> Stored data
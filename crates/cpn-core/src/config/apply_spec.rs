//! Apply specs: la ubicación concreta y metadata que el runtime enlaza a un
//! nombre de artifact para una ejecución.

use serde::{Deserialize, Serialize};
use serde_json::{Map, Value};

use crate::model::Uri;

#[derive(Debug, Clone, PartialEq, Serialize, Deserialize)]
pub struct ArtifactApplySpec {
    pub uri: String,
    #[serde(default)]
    pub metadata: Map<String, Value>,
    /// Tipo concreto pedido (`table`, `json_model`, ...). Sin él se usa el
    /// tipo por defecto del descriptor.
    #[serde(default, skip_serializing_if = "Option::is_none")]
    pub type_name: Option<String>,
}

impl ArtifactApplySpec {
    pub fn new(uri: &str) -> Self {
        Self { uri: uri.to_string(),
               metadata: Map::new(),
               type_name: None }
    }

    pub fn with_metadata(mut self, key: &str, value: Value) -> Self {
        self.metadata.insert(key.to_string(), value);
        self
    }

    pub fn with_type(mut self, type_name: &str) -> Self {
        self.type_name = Some(type_name.to_string());
        self
    }

    pub fn is_template(&self) -> bool {
        Uri::is_template(&self.uri)
    }
}

/// Entrada de `input_artifacts`/`output_artifacts`: un spec o una lista.
///
/// En JSON un objeto es `Single` y un array es `Multi`. La coherencia con la
/// cardinalidad declarada la valida el binder, no el deserializador.
#[derive(Debug, Clone, PartialEq, Serialize, Deserialize)]
#[serde(untagged)]
pub enum ArtifactApply {
    Single(ArtifactApplySpec),
    Multi(Vec<ArtifactApplySpec>),
}

impl ArtifactApply {
    pub fn shape(&self) -> &'static str {
        match self {
            ArtifactApply::Single(_) => "single",
            ArtifactApply::Multi(_) => "multi",
        }
    }
}

impl From<ArtifactApplySpec> for ArtifactApply {
    fn from(spec: ArtifactApplySpec) -> Self {
        ArtifactApply::Single(spec)
    }
}

impl From<Vec<ArtifactApplySpec>> for ArtifactApply {
    fn from(specs: Vec<ArtifactApplySpec>) -> Self {
        ArtifactApply::Multi(specs)
    }
}
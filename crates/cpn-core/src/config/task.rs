//! `TaskConfig`: lo que el runtime entrega a una ejecución concreta.

use indexmap::IndexMap;
use serde::{Deserialize, Serialize};
use serde_json::Value;
use uuid::Uuid;

use super::{ArtifactApply, ArtifactApplySpec};
use crate::model::{Role, Stage};

fn generate_task_id() -> String {
    Uuid::new_v4().to_string()
}

fn default_stage() -> Stage {
    Stage::Default
}

#[derive(Debug, Clone, PartialEq, Serialize, Deserialize)]
pub struct TaskConfig {
    #[serde(default = "generate_task_id")]
    pub task_id: String,
    #[serde(default)]
    pub party_task_id: String,
    #[serde(default)]
    pub task_name: String,
    pub component: String,
    pub role: Role,
    #[serde(default)]
    pub party_id: String,
    #[serde(default = "default_stage")]
    pub stage: Stage,
    #[serde(default)]
    pub parameters: IndexMap<String, Value>,
    #[serde(default)]
    pub input_artifacts: IndexMap<String, ArtifactApply>,
    #[serde(default)]
    pub output_artifacts: IndexMap<String, ArtifactApply>,
}

impl TaskConfig {
    pub fn new(component: &str, role: Role, stage: Stage) -> Self {
        Self { task_id: generate_task_id(),
               party_task_id: String::new(),
               task_name: component.to_string(),
               component: component.to_string(),
               role,
               party_id: String::new(),
               stage,
               parameters: IndexMap::new(),
               input_artifacts: IndexMap::new(),
               output_artifacts: IndexMap::new() }
    }

    pub fn from_json_str(raw: &str) -> Result<Self, serde_json::Error> {
        serde_json::from_str(raw)
    }

    /// Nombre del task; sin `task_name` explícito es el del componente.
    pub fn task_name(&self) -> &str {
        if self.task_name.is_empty() {
            &self.component
        } else {
            &self.task_name
        }
    }

    pub fn with_task_id(mut self, task_id: &str) -> Self {
        self.task_id = task_id.to_string();
        self
    }

    pub fn with_party(mut self, party_id: &str, party_task_id: &str) -> Self {
        self.party_id = party_id.to_string();
        self.party_task_id = party_task_id.to_string();
        self
    }

    pub fn with_parameter(mut self, name: &str, value: Value) -> Self {
        self.parameters.insert(name.to_string(), value);
        self
    }

    pub fn with_input(mut self, name: &str, spec: ArtifactApplySpec) -> Self {
        self.input_artifacts.insert(name.to_string(), ArtifactApply::Single(spec));
        self
    }

    pub fn with_inputs(mut self, name: &str, specs: Vec<ArtifactApplySpec>) -> Self {
        self.input_artifacts.insert(name.to_string(), ArtifactApply::Multi(specs));
        self
    }

    pub fn with_output(mut self, name: &str, spec: ArtifactApplySpec) -> Self {
        self.output_artifacts.insert(name.to_string(), ArtifactApply::Single(spec));
        self
    }
}

#[cfg(test)]
mod tests {
    use super::*;

    #[test]
    fn minimal_json_fills_defaults() {
        let cfg = TaskConfig::from_json_str(r#"{"component": "union", "role": "guest"}"#).unwrap();
        assert_eq!(cfg.stage, Stage::Default);
        assert!(Uuid::parse_str(&cfg.task_id).is_ok());
        assert!(cfg.parameters.is_empty());
        assert!(cfg.input_artifacts.is_empty());
        assert_eq!(cfg.task_name(), "union");
        assert_eq!(cfg.task_name(), TaskConfig::new("union", Role::Guest, Stage::Default).task_name());
    }

    #[test]
    fn full_json_keeps_artifact_order() {
        let raw = r#"{
            "task_id": "t-1",
            "component": "union",
            "role": "host",
            "stage": "train",
            "parameters": {"axis": 0},
            "input_artifacts": {
                "input_data_list": [{"uri": "mem://b"}, {"uri": "mem://a"}]
            },
            "output_artifacts": {"output_data": {"uri": "mem://out"}}
        }"#;
        let cfg = TaskConfig::from_json_str(raw).unwrap();
        assert_eq!(cfg.task_id, "t-1");
        assert_eq!(cfg.role, Role::Host);
        assert_eq!(cfg.stage, Stage::Train);
        match &cfg.input_artifacts["input_data_list"] {
            ArtifactApply::Multi(specs) => {
                let uris: Vec<&str> = specs.iter().map(|s| s.uri.as_str()).collect();
                assert_eq!(uris, vec!["mem://b", "mem://a"]);
            }
            other => panic!("expected multi, got {other:?}"),
        }
    }

    #[test]
    fn unknown_role_is_rejected() {
        assert!(TaskConfig::from_json_str(r#"{"component": "c", "role": "observer"}"#).is_err());
    }
}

> Assigned task
The answer is the run of lines above from the line containing "pub fn with_party(mut" through the line containing "#[cfg(test)]", copied exactly and alone.

> Answer to this task
    pub fn with_party(mut self, party_id: &str, party_task_id: &str) -> Self {
        self.party_id = party_id.to_string();
        self.party_task_id = party_task_id.to_string();
        self
    }

    pub fn with_parameter(mut self, name: &str, value: Value) -> Self {
        self.parameters.insert(name.to_string(), value);
        self
    }

    pub fn with_input(mut self, name: &str, spec: ArtifactApplySpec) -> Self {
        self.input_artifacts.insert(name.to_string(), ArtifactApply::Single(spec));
        self
    }

    pub fn with_inputs(mut self, name: &str, specs: Vec<ArtifactApplySpec>) -> Self {
        self.input_artifacts.insert(name.to_string(), ArtifactApply::Multi(specs));
        self
    }

    pub fn with_output(mut self, name: &str, spec: ArtifactApplySpec) -> Self {
        self.output_artifacts.insert(name.to_string(), ArtifactApply::Single(spec));
        self
    }
}

#[cfg(test)]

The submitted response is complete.